Closer to my Nebraska home, I watch the continuing plunder of the Great Plains’ Ogallala Aquifer, the largest underground reservoir in the United States and one of the largest on the planet. It once held as much water as Lake Huron. It is a treasure that took millennia to accumulate. Remarkably, it could cease to be a water source within another generation.

And for what? To provide water to irrigators who grow surplus, subsidized corn -- the thirstiest of grain crops. Much of this overproduction is in semiarid Nebraska west of the 98th meridian.

Nebraska’s Ogallala drawdowns aren’t yet as dramatic as elsewhere in the Plains -- as much as 200 feet in the Texas Panhandle, according to the U.S. Geological Survey. But Nebraska is pumping hard to catch up. And it is important to remember, as a 2001 Kansas State University study points out, that only 15 percent of this vast underground ocean is physically and economically feasible to bring to the surface.

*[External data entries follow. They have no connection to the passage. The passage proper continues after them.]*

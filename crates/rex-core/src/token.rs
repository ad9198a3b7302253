//! Tokens: partial and complete matches in the beta network.
//!
//! A token is owned by exactly one node, extends its parent token by at most
//! one fact, and owns the child tokens built on it. Reading the facts along a
//! token's parent chain gives the facts matched so far.

use crate::types::{Bindings, FactId, NodeId, TokenId};

#[derive(Debug, Clone)]
pub struct Token {
    pub(crate) node: NodeId,
    pub(crate) parent: Option<TokenId>,
    pub(crate) fact: Option<FactId>,
    pub(crate) bindings: Bindings,
    pub(crate) children: Vec<TokenId>,
    /// Negative-node tokens: facts currently satisfying the negated condition
    pub(crate) blockers: Vec<FactId>,
    /// NCC owner tokens: sub-network results recorded against this token
    pub(crate) ncc_results: Vec<TokenId>,
    /// NCC partner results: the owner this result counts against
    pub(crate) owner: Option<TokenId>,
}

impl Token {
    pub(crate) fn new(
        node: NodeId,
        parent: Option<TokenId>,
        fact: Option<FactId>,
        bindings: Bindings,
    ) -> Self {
        Self {
            node,
            parent,
            fact,
            bindings,
            children: Vec::new(),
            blockers: Vec::new(),
            ncc_results: Vec::new(),
            owner: None,
        }
    }

    pub fn node(&self) -> NodeId {
        self.node
    }

    pub fn parent(&self) -> Option<TokenId> {
        self.parent
    }

    pub fn fact(&self) -> Option<FactId> {
        self.fact
    }

    /// Bindings recorded at this level only; see
    /// [`crate::network::Network::all_bindings`] for the full view
    pub fn bindings(&self) -> &Bindings {
        &self.bindings
    }

    pub fn children(&self) -> &[TokenId] {
        &self.children
    }

    pub fn blockers(&self) -> &[FactId] {
        &self.blockers
    }

    pub fn ncc_results(&self) -> &[TokenId] {
        &self.ncc_results
    }

    pub fn owner(&self) -> Option<TokenId> {
        self.owner
    }
}
//! Errors raised while loading rule and fact documents

use rex_core::ReteError;
use thiserror::Error;

#[derive(Error, Debug)]
pub enum RuleParseError {
    /// The input is not JSON at all
    #[error("Invalid JSON: {0}")]
    Json(#[from] serde_json::Error),

    /// Valid JSON with the wrong shape
    #[error("{message}: {fragment}")]
    Structure { message: String, fragment: String },

    /// Well-formed input asking for something the core does not model
    #[error("Unsupported {feature}: {fragment}")]
    Unsupported { feature: String, fragment: String },

    /// The parsed rule was rejected by the network builder
    #[error(transparent)]
    Rete(#[from] ReteError),
}

impl RuleParseError {
    pub(crate) fn structure(message: impl Into<String>, fragment: &serde_json::Value) -> Self {
        Self::Structure { message: message.into(), fragment: fragment.to_string() }
    }

    pub(crate) fn unsupported(feature: impl Into<String>, fragment: &serde_json::Value) -> Self {
        Self::Unsupported { feature: feature.into(), fragment: fragment.to_string() }
    }

    /// Offending input, rendered as compact JSON where available
    pub fn fragment(&self) -> Option<&str> {
        match self {
            Self::Structure { fragment, .. } | Self::Unsupported { fragment, .. } => Some(fragment),
            Self::Rete(err) => err.fragment(),
            Self::Json(_) => None,
        }
    }
}

pub type RuleResult<T> = Result<T, RuleParseError>;
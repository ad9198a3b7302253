//! Working-memory fact storage
//!
//! Each stored fact carries its own back-references: the alpha memories that
//! index it, the tokens anchored on it, and the negative-node tokens it blocks.
//! Retraction walks those lists instead of searching the network.

use crate::arena::Arena;
use crate::types::{AlphaMemoryId, Fact, FactId, TokenId};

#[derive(Debug, Clone)]
pub(crate) struct FactEntry {
    pub(crate) fact: Fact,
    pub(crate) alpha_memories: Vec<AlphaMemoryId>,
    pub(crate) tokens: Vec<TokenId>,
    pub(crate) blocking: Vec<TokenId>,
}

impl FactEntry {
    fn new(fact: Fact) -> Self {
        Self { fact, alpha_memories: Vec::new(), tokens: Vec::new(), blocking: Vec::new() }
    }
}

/// Arena of facts keyed by generation-checked [`FactId`]s
#[derive(Debug, Clone, Default)]
pub(crate) struct FactStore {
    entries: Arena<FactEntry>,
}

impl FactStore {
    pub(crate) fn new() -> Self {
        Self { entries: Arena::new() }
    }

    /// Every insertion gets a fresh id; equal facts are not merged
    pub(crate) fn insert(&mut self, fact: Fact) -> FactId {
        FactId(self.entries.insert(FactEntry::new(fact)))
    }

    pub(crate) fn get(&self, id: FactId) -> Option<&Fact> {
        self.entries.get(id.0).map(|entry| &entry.fact)
    }

    pub(crate) fn entry(&self, id: FactId) -> Option<&FactEntry> {
        self.entries.get(id.0)
    }

    pub(crate) fn entry_mut(&mut self, id: FactId) -> Option<&mut FactEntry> {
        self.entries.get_mut(id.0)
    }

    pub(crate) fn contains(&self, id: FactId) -> bool {
        self.entries.contains(id.0)
    }

    pub(crate) fn remove(&mut self, id: FactId) -> Option<Fact> {
        self.entries.remove(id.0).map(|entry| entry.fact)
    }

    pub(crate) fn len(&self) -> usize {
        self.entries.len()
    }

    pub(crate) fn add_token(&mut self, id: FactId, token: TokenId) {
        if let Some(entry) = self.entries.get_mut(id.0) {
            entry.tokens.push(token);
        }
    }

    pub(crate) fn remove_token(&mut self, id: FactId, token: TokenId) {
        if let Some(entry) = self.entries.get_mut(id.0) {
            entry.tokens.retain(|t| *t != token);
        }
    }

    pub(crate) fn add_blocked(&mut self, id: FactId, token: TokenId) {
        if let Some(entry) = self.entries.get_mut(id.0) {
            entry.blocking.push(token);
        }
    }

    pub(crate) fn remove_blocked(&mut self, id: FactId, token: TokenId) {
        if let Some(entry) = self.entries.get_mut(id.0) {
            if let Some(index) = entry.blocking.iter().position(|t| *t == token) {
                entry.blocking.remove(index);
            }
        }
    }

    pub(crate) fn add_alpha_memory(&mut self, id: FactId, memory: AlphaMemoryId) {
        if let Some(entry) = self.entries.get_mut(id.0) {
            entry.alpha_memories.push(memory);
        }
    }
}
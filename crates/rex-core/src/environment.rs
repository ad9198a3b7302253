//! Named objects shared with action handlers.
//!
//! Handlers receive `&mut Network`, so anything they need beyond the matched
//! token (counters, output buffers, clients) is attached here by name and
//! downcast on access.

use std::any::Any;
use std::collections::BTreeMap;

#[derive(Default)]
pub struct SharedObjects {
    objects: BTreeMap<String, Box<dyn Any>>,
}

impl std::fmt::Debug for SharedObjects {
    fn fmt(&self, f: &mut std::fmt::Formatter<'_>) -> std::fmt::Result {
        f.debug_struct("SharedObjects").field("names", &self.objects.keys().collect::<Vec<_>>()).finish()
    }
}

impl SharedObjects {
    pub fn new() -> Self {
        Self::default()
    }

    /// Attach an object, replacing any previous object of the same name
    pub fn insert<T: Any>(&mut self, name: impl Into<String>, value: T) -> Option<Box<dyn Any>> {
        self.objects.insert(name.into(), Box::new(value))
    }

    /// Typed access; `None` when the name is unknown or holds another type
    pub fn get<T: Any>(&self, name: &str) -> Option<&T> {
        self.objects.get(name).and_then(|object| object.downcast_ref::<T>())
    }

    pub fn get_mut<T: Any>(&mut self, name: &str) -> Option<&mut T> {
        self.objects.get_mut(name).and_then(|object| object.downcast_mut::<T>())
    }

    pub fn remove(&mut self, name: &str) -> Option<Box<dyn Any>> {
        self.objects.remove(name)
    }

    pub fn contains(&self, name: &str) -> bool {
        self.objects.contains_key(name)
    }

    /// Attached names in sorted order
    pub fn names(&self) -> impl Iterator<Item = &str> {
        self.objects.keys().map(String::as_str)
    }

    pub fn len(&self) -> usize {
        self.objects.len()
    }

    pub fn is_empty(&self) -> bool {
        self.objects.is_empty()
    }
}
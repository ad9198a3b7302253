//! Alpha Network Implementation
//!
//! The alpha network discriminates facts by constant field tests alone. It is a
//! tree of constant-test nodes rooted at a no-test node; a node that ends the
//! constant-test chain of some condition owns an alpha memory, which indexes
//! the facts that passed every test on the path and fans them out to the beta
//! network.
//!
//! ```text
//!            root (no test) ── working memory (every fact)
//!           /                \
//!   attribute == "on"     attribute == "color"
//!          |                    |
//!        amem              value == "red"
//!                               |
//!                             amem
//! ```
//!
//! Alpha memories are shared: two conditions with the same constant tests, in
//! the same field order, resolve to the same memory.

use crate::condition::Pattern;
use crate::types::{AlphaMemoryId, Fact, FactId, NodeId};
use tracing::debug;

/// A single constant test in the alpha tree
#[derive(Debug, Clone)]
pub struct ConstantTestNode {
    /// Field under test; `None` is the root's "no test" sentinel
    field: Option<usize>,
    literal: String,
    children: Vec<usize>,
    memory: Option<AlphaMemoryId>,
}

impl ConstantTestNode {
    fn root(memory: AlphaMemoryId) -> Self {
        Self { field: None, literal: String::new(), children: Vec::new(), memory: Some(memory) }
    }

    fn new(field: usize, literal: &str) -> Self {
        Self { field: Some(field), literal: literal.to_string(), children: Vec::new(), memory: None }
    }

    /// Whether a fact passes this node's test
    pub fn passes(&self, fact: &Fact) -> bool {
        match self.field {
            None => true,
            Some(field) => fact.field(field) == Some(self.literal.as_str()),
        }
    }

    pub fn field(&self) -> Option<usize> {
        self.field
    }

    pub fn literal(&self) -> &str {
        &self.literal
    }

    pub fn memory(&self) -> Option<AlphaMemoryId> {
        self.memory
    }
}

/// Facts that passed one conjunction of constant tests
#[derive(Debug, Clone)]
pub struct AlphaMemory {
    id: AlphaMemoryId,
    facts: Vec<FactId>,
    /// Join and negative nodes fed by this memory, newest first
    successors: Vec<NodeId>,
    activations: u64,
}

impl AlphaMemory {
    fn new(id: AlphaMemoryId) -> Self {
        Self { id, facts: Vec::new(), successors: Vec::new(), activations: 0 }
    }

    pub fn id(&self) -> AlphaMemoryId {
        self.id
    }

    /// Facts in insertion order
    pub fn facts(&self) -> &[FactId] {
        &self.facts
    }

    /// Successors in right-activation order
    pub fn successors(&self) -> &[NodeId] {
        &self.successors
    }

    pub fn activations(&self) -> u64 {
        self.activations
    }

    /// Append a fact and return the successors to right-activate, in order.
    ///
    /// The fact is stored before any successor runs, so left activations
    /// triggered downstream already see it.
    pub(crate) fn activate(&mut self, fact: FactId) -> Vec<NodeId> {
        self.facts.push(fact);
        self.activations += 1;
        self.successors.clone()
    }

    /// Fill a freshly built memory from working memory, without activation
    pub(crate) fn seed_fact(&mut self, fact: FactId) {
        self.facts.push(fact);
    }

    /// Newer successors are activated first.
    ///
    /// A node is always registered after its ancestors, so descendants see a
    /// new fact before their ancestors propagate it. When one memory feeds two
    /// nodes of the same rule, this keeps the fact from pairing with itself twice.
    pub(crate) fn register_successor(&mut self, node: NodeId) {
        self.successors.insert(0, node);
    }

    /// Remove this exact fact instance
    pub(crate) fn remove_fact(&mut self, fact: FactId) -> bool {
        match self.facts.iter().position(|f| *f == fact) {
            Some(index) => {
                self.facts.remove(index);
                true
            }
            None => false,
        }
    }
}

/// The constant-test tree and the memories hanging off it
#[derive(Debug, Clone)]
pub struct AlphaNetwork {
    tests: Vec<ConstantTestNode>,
    memories: Vec<AlphaMemory>,
}

impl Default for AlphaNetwork {
    fn default() -> Self {
        Self::new()
    }
}

impl AlphaNetwork {
    const ROOT: usize = 0;

    pub fn new() -> Self {
        let working_memory = AlphaMemoryId(0);
        Self {
            tests: vec![ConstantTestNode::root(working_memory)],
            memories: vec![AlphaMemory::new(working_memory)],
        }
    }

    /// The root's memory, which receives every fact
    pub fn working_memory(&self) -> AlphaMemoryId {
        AlphaMemoryId(0)
    }

    pub fn memory(&self, id: AlphaMemoryId) -> &AlphaMemory {
        &self.memories[id.0]
    }

    pub(crate) fn memory_mut(&mut self, id: AlphaMemoryId) -> &mut AlphaMemory {
        &mut self.memories[id.0]
    }

    pub fn memories(&self) -> &[AlphaMemory] {
        &self.memories
    }

    pub fn test_node_count(&self) -> usize {
        self.tests.len()
    }

    pub fn root(&self) -> &ConstantTestNode {
        &self.tests[Self::ROOT]
    }

    /// Memories whose constant tests the fact satisfies, in activation order.
    ///
    /// This is the constant-test activation walk: a node that passes yields
    /// its memory, then its children in insertion order; a node that fails
    /// prunes its whole subtree.
    pub fn matching_memories(&self, fact: &Fact) -> Vec<AlphaMemoryId> {
        let mut matched = Vec::new();
        let mut stack = vec![Self::ROOT];
        while let Some(index) = stack.pop() {
            let node = &self.tests[index];
            if !node.passes(fact) {
                continue;
            }
            if let Some(memory) = node.memory {
                matched.push(memory);
            }
            stack.extend(node.children.iter().rev().copied());
        }
        matched
    }

    /// Memory for a pattern's constant tests if one was built already
    pub fn find(&self, pattern: &Pattern) -> Option<AlphaMemoryId> {
        let mut current = Self::ROOT;
        for (field, literal) in pattern.constant_tests() {
            current = self.find_child(current, field, literal)?;
        }
        self.tests[current].memory
    }

    /// Walk or extend the test chain for a pattern and return its memory.
    ///
    /// The flag is `true` when the memory is new and still has to be filled
    /// from working memory.
    pub(crate) fn build_or_share(&mut self, pattern: &Pattern) -> (AlphaMemoryId, bool) {
        let mut current = Self::ROOT;
        for (field, literal) in pattern.constant_tests() {
            current = match self.find_child(current, field, literal) {
                Some(child) => child,
                None => {
                    let child = self.tests.len();
                    self.tests.push(ConstantTestNode::new(field, literal));
                    self.tests[current].children.push(child);
                    child
                }
            };
        }
        if let Some(memory) = self.tests[current].memory {
            return (memory, false);
        }
        let id = AlphaMemoryId(self.memories.len());
        self.memories.push(AlphaMemory::new(id));
        self.tests[current].memory = Some(id);
        debug!(memory = %id, pattern = %pattern, "Created alpha memory");
        (id, true)
    }

    fn find_child(&self, parent: usize, field: usize, literal: &str) -> Option<usize> {
        self.tests[parent].children.iter().copied().find(|&child| {
            let node = &self.tests[child];
            node.field == Some(field) && node.literal == literal
        })
    }
}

Other big losers in this heartland water grab are rivers and streams fed by the Ogallala. The Arkansas River, the United States’ fifth longest, once began its healthy flow near Leadville, Colo. Now a majority of the time there is no flow in the river at Dodge City, Kan., nearly 450 miles downstream. The river’s effective headwater is another 85 miles eastward, in Great Bend. The historic Platte River, which guided explorers and settlers westward in the 18th and 19th centuries, has effectively dried up in central Nebraska the past five summers...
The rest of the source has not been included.